AutoYield-AI is an autonomous wafer quality pipeline that combines computer vision inference, explainability, drift monitoring, and GenAI-assisted root-cause analysis. It is structured as a clean full-stack monorepo containing a FastAPI backend, a React/Vite operations dashboard, and a Streamlit demo UI.
The more we studied semiconductor fabrication, the more one fact stood out:
By the time a defect is discovered, the damage is already done.
A wafer has already passed through dozens of processing stages. It has consumed significant energy, expensive chemicals, and thousands of liters of ultra-pure water. Engineers must then pause production, investigate logs, analyze inspection images, and trace the root cause across an extremely complex manufacturing process.
We kept asking ourselves:
- What if this investigation could begin before the wafer fails?
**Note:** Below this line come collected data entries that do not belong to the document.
use comfy_table::presets::ASCII_FULL;
use comfy_table::{Attribute, Cell, CellAlignment, Color, ContentArrangement, Table};
use tourforge::api::{format_significant, OrderEvaluation};
use tourforge::optimizer::RunReport;

pub fn print_run_report(report: &RunReport) {
    println!("\nRun: {}", report.fingerprint);
    println!("Cities: {}", report.city_count);
    println!("Best tour: {}", report.cycle_string());
    println!("Coordinates: {}", report.best_key());
    println!("Length: {}", format_significant(report.best.length, 5));

    let mut table = Table::new();
    table
        .load_preset(ASCII_FULL)
        .set_content_arrangement(ContentArrangement::Dynamic);

    table.add_row(vec![
        Cell::new("Node").add_attribute(Attribute::Bold),
        Cell::new("Length").fg(Color::Cyan),
        Cell::new("Gap"),
    ]);

    for i in 1..=2 {
        if let Some(col) = table.column_mut(i) {
            col.set_cell_alignment(CellAlignment::Right);
        }
    }

    let best = report.best.length;
    for sub in &report.submissions {
        let gap = if best > 0.0 {
            (sub.length - best) / best * 100.0
        } else {
            0.0
        };
        let node_cell = if sub.node_rank == report.best.node_rank {
            Cell::new(sub.node_rank)
                .fg(Color::Green)
                .add_attribute(Attribute::Bold)
        } else {
            Cell::new(sub.node_rank)
        };
        table.add_row(vec![
            node_cell,
            Cell::new(format_significant(sub.length, 5)).fg(Color::Cyan),
            Cell::new(format!("{:.2}%", gap)),
        ]);
    }
    println!("\n{}", table);
}

pub fn print_order_report(eval: &OrderEvaluation) {
    let mut cycle: Vec<String> = eval.order.iter().map(|i| i.to_string()).collect();
    if let Some(first) = eval.order.first() {
        cycle.push(first.to_string());
    }
    println!("Tour: {}", cycle.join(" -> "));
    println!("Coordinates: {}", eval.key);
    println!("Length: {}", format_significant(eval.length, 5));
}
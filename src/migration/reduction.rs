use crate::error::{TfResult, TourForgeError};
use crate::protocol::Submission;
use std::sync::Mutex;
use tracing::info;

/// Collects one final submission per node and keeps the shortest tour.
#[derive(Default)]
pub struct GlobalReduction {
    submissions: Mutex<Vec<Submission>>,
}

impl GlobalReduction {
    pub fn new() -> Self {
        Self::default()
    }

    pub fn submit(&self, submission: Submission) -> TfResult<()> {
        let mut subs = self
            .submissions
            .lock()
            .map_err(|e| TourForgeError::Protocol(e.to_string()))?;
        if subs.iter().any(|s| s.node_rank == submission.node_rank) {
            return Err(TourForgeError::Protocol(format!(
                "node {} submitted twice",
                submission.node_rank
            )));
        }
        subs.push(submission);
        Ok(())
    }

    /// Returns the winner and every submission in node-rank order.
    ///
    /// Submissions are scanned by rank with a strict `<`, so equal lengths
    /// resolve to the lowest rank regardless of arrival order.
    pub fn finish(self) -> TfResult<(Submission, Vec<Submission>)> {
        let mut subs = self
            .submissions
            .into_inner()
            .map_err(|e| TourForgeError::Protocol(e.to_string()))?;
        subs.sort_by_key(|s| s.node_rank);

        let best = subs
            .iter()
            .fold(None::<&Submission>, |best, s| match best {
                Some(b) if s.length >= b.length => Some(b),
                _ => Some(s),
            })
            .cloned()
            .ok_or_else(|| TourForgeError::Protocol("no node submitted a result".into()))?;

        info!(
            node = best.node_rank,
            length = best.length,
            submissions = subs.len(),
            "global reduction complete"
        );
        Ok((best, subs))
    }
}

#[cfg(test)]
mod tests {
    use super::*;
    use crate::geometry::City;

    fn sub(node: usize, length: f64) -> Submission {
        Submission {
            node_rank: node,
            tour: vec![City::new(node as i32, 0)],
            length,
        }
    }

    #[test]
    fn test_shortest_wins() {
        let r = GlobalReduction::new();
        r.submit(sub(0, 9.0)).unwrap();
        r.submit(sub(1, 4.5)).unwrap();
        r.submit(sub(2, 7.0)).unwrap();
        let (best, all) = r.finish().unwrap();
        assert_eq!(best.node_rank, 1);
        assert_eq!(all.len(), 3);
    }

    #[test]
    fn test_tie_goes_to_lowest_rank() {
        let r = GlobalReduction::new();
        r.submit(sub(2, 4.0)).unwrap();
        r.submit(sub(0, 4.0)).unwrap();
        r.submit(sub(1, 5.0)).unwrap();
        let (best, all) = r.finish().unwrap();
        assert_eq!(best.node_rank, 0);
        assert_eq!(
            all.iter().map(|s| s.node_rank).collect::<Vec<_>>(),
            vec![0, 1, 2]
        );
    }

    #[test]
    fn test_empty_and_duplicate_submissions() {
        assert!(GlobalReduction::new().finish().is_err());
        let r = GlobalReduction::new();
        r.submit(sub(0, 1.0)).unwrap();
        assert!(r.submit(sub(0, 2.0)).is_err());
    }
}
use crate::reports;
use clap::Args;
use std::path::PathBuf;
use tourforge::api;
use tourforge::error::TfResult;

#[derive(Args, Debug, Clone)]
pub struct ValidateArgs {
    /// City file, one `x y` pair per line
    #[arg(short, long)]
    pub cities: PathBuf,

    /// Comma-separated city indices, e.g. "0,3,2,1"
    #[arg(short, long)]
    pub order: String,
}

pub fn run(args: ValidateArgs) -> TfResult<()> {
    let eval = api::evaluate_order(&args.cities, &args.order)?;
    reports::print_order_report(&eval);
    Ok(())
}
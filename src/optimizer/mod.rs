pub mod crossover;
pub mod mutation;
pub mod runner;
pub mod selection;

pub use self::runner::{Optimizer, ProgressCallback, RunReport, SilentProgress};

use crate::config::RunParams;
use crate::geometry::City;
use crate::population::Population;
use crate::stream::RngStream;
use crate::tour::Tour;
use tracing::trace;

/// Per-generation constants, derived once from the run parameters.
#[derive(Debug, Clone, Copy, PartialEq)]
pub struct GenerationSettings {
    pub population_size: usize,
    pub elite_count: usize,
    pub mutation_count: usize,
    pub elite_batch: usize,
    pub pairing_retry_limit: usize,
}

impl From<&RunParams> for GenerationSettings {
    fn from(params: &RunParams) -> Self {
        Self {
            population_size: params.population_size,
            elite_count: params.elite_count(),
            mutation_count: params.mutation_count(),
            elite_batch: params.elite_batch,
            pairing_retry_limit: params.pairing_retry_limit,
        }
    }
}

/// One independently evolving population with its private stream.
pub struct Island {
    pub node_rank: usize,
    pub core_rank: usize,
    pub population: Population,
    pub stream: RngStream,
    settings: GenerationSettings,
    inbound: Vec<Vec<Tour>>,
    generation: usize,
}

impl Island {
    /// Builds the initial population from novel shuffles of `template`.
    ///
    /// The caller guarantees `population_size <= template.len()!`.
    pub fn new(
        template: &[City],
        settings: GenerationSettings,
        stream: RngStream,
        node_rank: usize,
        core_rank: usize,
    ) -> Self {
        let mut island = Self {
            node_rank,
            core_rank,
            population: Population::with_capacity(settings.population_size),
            stream,
            settings,
            inbound: Vec::new(),
            generation: 0,
        };

        while island.population.len() < settings.population_size {
            let mut rng = island.stream.draw();
            island
                .population
                .add_if_absent(mutation::shuffled_tour(template, &mut rng));
        }
        island.rescore();
        island
    }

    pub fn generation(&self) -> usize {
        self.generation
    }

    /// Queues an elite batch; it is merged when the next `evolve` starts.
    pub fn deliver(&mut self, batch: Vec<Tour>) {
        if !batch.is_empty() {
            self.inbound.push(batch);
        }
    }

    pub fn pending_batches(&self) -> usize {
        self.inbound.len()
    }

    /// Merges pending elites, runs `generations` steps, and returns a copy
    /// of the resulting elite batch.
    pub fn evolve(&mut self, generations: usize) -> Vec<Tour> {
        for batch in std::mem::take(&mut self.inbound) {
            self.merge_elites(batch);
        }
        for _ in 0..generations {
            self.step();
        }
        self.elite_batch()
    }

    /// One generation: fitness, selection, crossover, mutation, replacement.
    pub fn step(&mut self) {
        let s = self.settings;

        let total = self.population.evaluate_fitness();
        self.population.sort_by_fitness_descending();
        selection::assign_sampling_counts(&mut self.population, total);

        let pool = selection::breeding_pool(&self.population);
        let elites = self.population.top_k(s.elite_count);
        let children = crossover::breed(
            &self.population,
            &pool,
            &mut self.stream,
            s.pairing_retry_limit,
        );
        let mutants = mutation::mutate(&self.population, s.mutation_count, &mut self.stream);

        let next = replacement(&self.population, elites, children, mutants, s.population_size);
        self.population = next;
        self.generation += 1;

        if let Some(best) = self.population.best() {
            trace!(
                node = self.node_rank,
                core = self.core_rank,
                generation = self.generation,
                best = best.length(),
                "generation complete"
            );
        }
    }

    /// Replaces the weakest tours with incoming elites that are not already
    /// present, working upward from the last slot.
    pub fn merge_elites(&mut self, incoming: Vec<Tour>) -> usize {
        self.rescore();

        let mut add_at = self.population.len();
        let mut merged = 0;
        for tour in incoming {
            if add_at == 0 {
                break;
            }
            if self.population.contains(&tour) {
                continue;
            }
            add_at -= 1;
            self.population.replace(add_at, tour);
            merged += 1;
        }

        self.rescore();
        merged
    }

    /// Deep copies of the best `elite_batch` tours.
    pub fn elite_batch(&self) -> Vec<Tour> {
        self.population.top_k(self.settings.elite_batch)
    }

    pub fn best(&self) -> Option<&Tour> {
        self.population.best()
    }

    fn rescore(&mut self) {
        self.population.evaluate_fitness();
        self.population.sort_by_fitness_descending();
    }
}

/// Assembles the next generation.
///
/// Candidates enter in order (elites, children, mutants) and are deduplicated
/// by key. Short pools are padded from `prior` in rank order. The result is
/// re-scored, sorted and cut to `size`.
pub fn replacement(
    prior: &Population,
    elites: Vec<Tour>,
    children: Vec<Tour>,
    mutants: Vec<Tour>,
    size: usize,
) -> Population {
    let mut next = Population::with_capacity(size + children.len() + mutants.len());
    for tour in elites.into_iter().chain(children).chain(mutants) {
        next.add_if_absent(tour);
    }

    for tour in prior.iter() {
        if next.len() >= size {
            break;
        }
        next.add_if_absent(tour.clone());
    }

    next.evaluate_fitness();
    next.sort_by_fitness_descending();
    next.truncate(size);
    next
}
use crate::error::{TfResult, TourForgeError};
use crate::protocol::{MigrationEnvelope, MigrationTag};
use std::collections::HashMap;
use std::sync::{Condvar, Mutex};
use tracing::debug;

/// Point-to-point transport between node workers.
///
/// `receive` is a rendezvous: it blocks until the envelope tagged
/// `(rank, epoch)` arrives, whatever else is already queued.
pub trait Exchange: Send + Sync {
    fn send(&self, envelope: MigrationEnvelope) -> TfResult<()>;

    fn receive(&self, rank: usize, epoch: usize) -> TfResult<MigrationEnvelope>;

    /// Wakes every blocked receiver with an error. Called when a node fails.
    fn abort(&self);
}

#[derive(Default)]
struct Mailbox {
    slots: HashMap<MigrationTag, String>,
    aborted: bool,
}

/// In-process exchange: a tag-keyed mailbox behind a mutex.
///
/// Payloads are stored as JSON so both ends go through the same encoding a
/// network transport would use.
#[derive(Default)]
pub struct LocalExchange {
    mailbox: Mutex<Mailbox>,
    arrived: Condvar,
}

impl LocalExchange {
    pub fn new() -> Self {
        Self::default()
    }

    /// Number of envelopes sent but not yet received.
    pub fn pending(&self) -> usize {
        self.mailbox.lock().map(|m| m.slots.len()).unwrap_or(0)
    }
}

impl Exchange for LocalExchange {
    fn send(&self, envelope: MigrationEnvelope) -> TfResult<()> {
        let tag = envelope.tag();
        let wire = serde_json::to_string(&envelope)?;

        let mut mailbox = self
            .mailbox
            .lock()
            .map_err(|e| TourForgeError::Protocol(e.to_string()))?;
        if mailbox.slots.insert(tag, wire).is_some() {
            return Err(TourForgeError::Protocol(format!(
                "second envelope for node {} at epoch {}",
                tag.target_rank, tag.epoch
            )));
        }
        debug!(
            from = envelope.sender_rank,
            to = tag.target_rank,
            epoch = tag.epoch,
            tours = envelope.tours.len(),
            "envelope sent"
        );
        self.arrived.notify_all();
        Ok(())
    }

    fn receive(&self, rank: usize, epoch: usize) -> TfResult<MigrationEnvelope> {
        let tag = MigrationTag {
            target_rank: rank,
            epoch,
        };
        let mut mailbox = self
            .mailbox
            .lock()
            .map_err(|e| TourForgeError::Protocol(e.to_string()))?;

        loop {
            if let Some(wire) = mailbox.slots.remove(&tag) {
                drop(mailbox);
                let envelope: MigrationEnvelope = serde_json::from_str(&wire).map_err(|e| {
                    TourForgeError::Protocol(format!("undecodable envelope: {}", e))
                })?;
                if envelope.tag() != tag {
                    return Err(TourForgeError::Protocol(format!(
                        "envelope for node {} epoch {} filed under node {} epoch {}",
                        envelope.target_rank, envelope.epoch, rank, epoch
                    )));
                }
                return Ok(envelope);
            }
            if mailbox.aborted {
                return Err(TourForgeError::Aborted(format!(
                    "exchange closed while node {} waited for epoch {}",
                    rank, epoch
                )));
            }
            mailbox = self
                .arrived
                .wait(mailbox)
                .map_err(|e| TourForgeError::Protocol(e.to_string()))?;
        }
    }

    fn abort(&self) {
        if let Ok(mut mailbox) = self.mailbox.lock() {
            mailbox.aborted = true;
        }
        self.arrived.notify_all();
    }
}
use crate::config::RunParams;
use crate::error::{TfResult, TourForgeError};
use crate::geometry::City;
use crate::job::RunFingerprint;
use crate::migration::{Exchange, GlobalReduction, LocalExchange, Ring};
use crate::optimizer::{GenerationSettings, Island};
use crate::population::Population;
use crate::protocol::{MigrationEnvelope, Submission};
use crate::stream::RngStream;
use crate::tour::Tour;
use rayon::prelude::*;
use serde::Serialize;
use std::thread;
use tracing::{debug, info};

/// Receives the best length a node reached at the end of each epoch.
pub trait ProgressCallback: Send + Sync {
    fn on_epoch(&self, node: usize, epoch: usize, best_length: f64);
}

pub struct SilentProgress;

impl ProgressCallback for SilentProgress {
    fn on_epoch(&self, _node: usize, _epoch: usize, _best_length: f64) {}
}

/// Outcome of a full run.
#[derive(Serialize, Debug, Clone)]
pub struct RunReport {
    pub fingerprint: String,
    pub params: RunParams,
    pub city_count: usize,
    pub best: Submission,
    /// Positions of the best tour's cities in the input file.
    pub best_order: Vec<usize>,
    /// One entry per node, by rank.
    pub submissions: Vec<Submission>,
}

impl RunReport {
    /// `i0 -> i1 -> ... -> i0`
    pub fn cycle_string(&self) -> String {
        let mut parts: Vec<String> = self.best_order.iter().map(|i| i.to_string()).collect();
        if let Some(first) = self.best_order.first() {
            parts.push(first.to_string());
        }
        parts.join(" -> ")
    }

    pub fn best_key(&self) -> String {
        Tour::from_cities(self.best.tour.clone()).key().to_string()
    }
}

pub struct Optimizer {
    cities: Vec<City>,
    params: RunParams,
}

impl Optimizer {
    pub fn new(cities: Vec<City>, params: RunParams) -> TfResult<Self> {
        params
            .validate(cities.len())
            .map_err(TourForgeError::Config)?;
        Ok(Self { cities, params })
    }

    /// Runs every node over an in-process exchange.
    pub fn run<CB: ProgressCallback>(&self, callback: &CB) -> TfResult<RunReport> {
        self.run_with_exchange(&LocalExchange::new(), callback)
    }

    /// Runs one scoped thread per node, then reduces their submissions.
    /// The first node error aborts the exchange and is returned.
    pub fn run_with_exchange<E: Exchange, CB: ProgressCallback>(
        &self,
        exchange: &E,
        callback: &CB,
    ) -> TfResult<RunReport> {
        let p = &self.params;
        let fingerprint = RunFingerprint::from_parts(&self.cities, p);
        info!(
            run = fingerprint.short(),
            cities = self.cities.len(),
            nodes = p.nodes,
            islands_per_node = p.islands_per_node,
            "starting run"
        );

        let reduction = GlobalReduction::new();

        let outcomes: Vec<TfResult<()>> = thread::scope(|scope| {
            let handles: Vec<_> = (0..p.nodes)
                .map(|rank| {
                    let reduction = &reduction;
                    scope.spawn(move || {
                        let worker = NodeWorker::new(rank, &self.cities, p);
                        let result = worker.run(exchange, reduction, callback);
                        if result.is_err() {
                            exchange.abort();
                        }
                        result
                    })
                })
                .collect();

            handles
                .into_iter()
                .map(|h| {
                    h.join().unwrap_or_else(|_| {
                        exchange.abort();
                        Err(TourForgeError::Protocol("node worker panicked".into()))
                    })
                })
                .collect()
        });

        // Report the failing node, not the aborts it triggered elsewhere.
        let mut errors: Vec<TourForgeError> =
            outcomes.into_iter().filter_map(Result::err).collect();
        if !errors.is_empty() {
            let root = errors
                .iter()
                .position(|e| !matches!(e, TourForgeError::Aborted(_)))
                .unwrap_or(0);
            return Err(errors.swap_remove(root));
        }

        let (best, submissions) = reduction.finish()?;
        let best_order = Tour::from_cities(best.tour.clone()).indices_in(&self.cities);

        Ok(RunReport {
            fingerprint: fingerprint.hash,
            params: p.clone(),
            city_count: self.cities.len(),
            best,
            best_order,
            submissions,
        })
    }
}

/// A node: its islands, its position in the node ring, and the epoch loop.
pub struct NodeWorker<'a> {
    rank: usize,
    cities: &'a [City],
    params: &'a RunParams,
    islands: Vec<Island>,
    core_ring: Ring,
    node_ring: Ring,
}

impl<'a> NodeWorker<'a> {
    pub fn new(rank: usize, cities: &'a [City], params: &'a RunParams) -> Self {
        let settings = GenerationSettings::from(params);
        let width = params.width();
        let islands = (0..params.islands_per_node)
            .map(|core| {
                let flat_rank = rank * params.islands_per_node + core;
                let stream = RngStream::new(params.seed, flat_rank, width);
                Island::new(cities, settings, stream, rank, core)
            })
            .collect();

        Self {
            rank,
            cities,
            params,
            islands,
            core_ring: Ring::new(params.islands_per_node),
            node_ring: Ring::new(params.nodes),
        }
    }

    pub fn islands(&self) -> &[Island] {
        &self.islands
    }

    /// One intra-node round: every island evolves in parallel, then each
    /// elite batch is queued on the island's core-ring predecessor.
    pub fn intra_round(&mut self) {
        let generations = self.params.generations;
        let batches: Vec<Vec<Tour>> = self
            .islands
            .par_iter_mut()
            .map(|island| island.evolve(generations))
            .collect();

        if self.core_ring.size() < 2 {
            return;
        }
        for (core, batch) in batches.into_iter().enumerate() {
            let target = self.core_ring.predecessor(core);
            self.islands[target].deliver(batch);
        }
    }

    /// Best `elite_batch` tours across all local islands, re-scored together.
    pub fn aggregate_elites(&self) -> Vec<Tour> {
        let mut pool: Population = self
            .islands
            .iter()
            .flat_map(|island| island.population.iter().cloned())
            .collect();
        pool.evaluate_fitness();
        pool.sort_by_fitness_descending();
        pool.top_k(self.params.elite_batch)
    }

    pub fn run<E: Exchange, CB: ProgressCallback>(
        mut self,
        exchange: &E,
        reduction: &GlobalReduction,
        callback: &CB,
    ) -> TfResult<()> {
        let epochs = self.params.inter_epochs;

        for epoch in 0..epochs {
            for round in 0..self.params.intra_rounds {
                self.intra_round();
                debug!(
                    node = self.rank,
                    epoch,
                    round,
                    best = self.best_length(),
                    "intra round complete"
                );
            }

            let elites = self.aggregate_elites();
            let best = elites
                .first()
                .cloned()
                .ok_or_else(|| TourForgeError::Validation("node holds no tours".into()))?;
            info!(node = self.rank, epoch, best = best.length(), "epoch complete");
            callback.on_epoch(self.rank, epoch, best.length());

            if epoch + 1 == epochs {
                let length = best.length();
                reduction.submit(Submission {
                    node_rank: self.rank,
                    tour: best.into_cities(),
                    length,
                })?;
                break;
            }

            exchange.send(MigrationEnvelope {
                target_rank: self.node_ring.predecessor(self.rank),
                sender_rank: self.rank,
                epoch,
                tours: elites.into_iter().map(Tour::into_cities).collect(),
            })?;

            let envelope = exchange.receive(self.rank, epoch)?;
            let incoming = self.decode(envelope)?;
            for island in &mut self.islands {
                island.deliver(incoming.clone());
            }
        }
        Ok(())
    }

    /// Checks that every inbound tour is a permutation of the city set.
    fn decode(&self, envelope: MigrationEnvelope) -> TfResult<Vec<Tour>> {
        let sender = envelope.sender_rank;
        envelope
            .tours
            .into_iter()
            .map(|cities| {
                let tour = Tour::from_cities(cities);
                if tour.is_permutation_of(self.cities) {
                    Ok(tour)
                } else {
                    Err(TourForgeError::Protocol(format!(
                        "node {} sent a tour that is not a permutation of the {} cities",
                        sender,
                        self.cities.len()
                    )))
                }
            })
            .collect()
    }

    fn best_length(&self) -> f64 {
        self.islands
            .iter()
            .filter_map(Island::best)
            .map(Tour::length)
            .fold(f64::INFINITY, f64::min)
    }
}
- What if inspection data could actively help engineers prevent waste instead of simply explaining it afterward?
- What if engineers could interact with an intelligent assistant that understands manufacturing history and process knowledge?
- What if they could test corrective actions in a virtual environment before applying them on the production floor?
AutoYield AI was born from the desire to reduce engineering effort, financial losses, and environmental waste simultaneously.
AutoYield AI analyzes wafer inspection images to detect defect patterns at an early stage and assist engineers in understanding what might go wrong next.
The platform combines computer vision, continual learning, Digital Twin technology, and a Retrieval-Augmented Generation (RAG) based Large Language Model to create an intelligent yield optimization ecosystem.
The core idea is simple: the system does not remain static after deployment.
Whenever AutoYield encounters a defect it is uncertain about, it learns from that experience. Over time, the platform becomes increasingly capable of recognizing rare, evolving, and previously unseen defect patterns.
Rather than treating inspection data as historical information, AutoYield transforms it into a continuously improving decision-support system for yield engineers.
We designed AutoYield using a practical two-model architecture:
ConvNeXt-Small (Base Model)
- High-accuracy foundation model
- Trained on curated wafer defect datasets
- Achieves approximately 92% classification accuracy
- Provides robust baseline defect detection
EfficientNet (Adaptive Model)
- Lightweight and computationally efficient
- Retrains quickly on newly discovered defects
- Continuously adapts to changing manufacturing conditions
Rare defects are often difficult to learn due to limited training samples.
To address this challenge, AutoYield employs a Generative Adversarial Network (GAN) that generates realistic synthetic defect variations.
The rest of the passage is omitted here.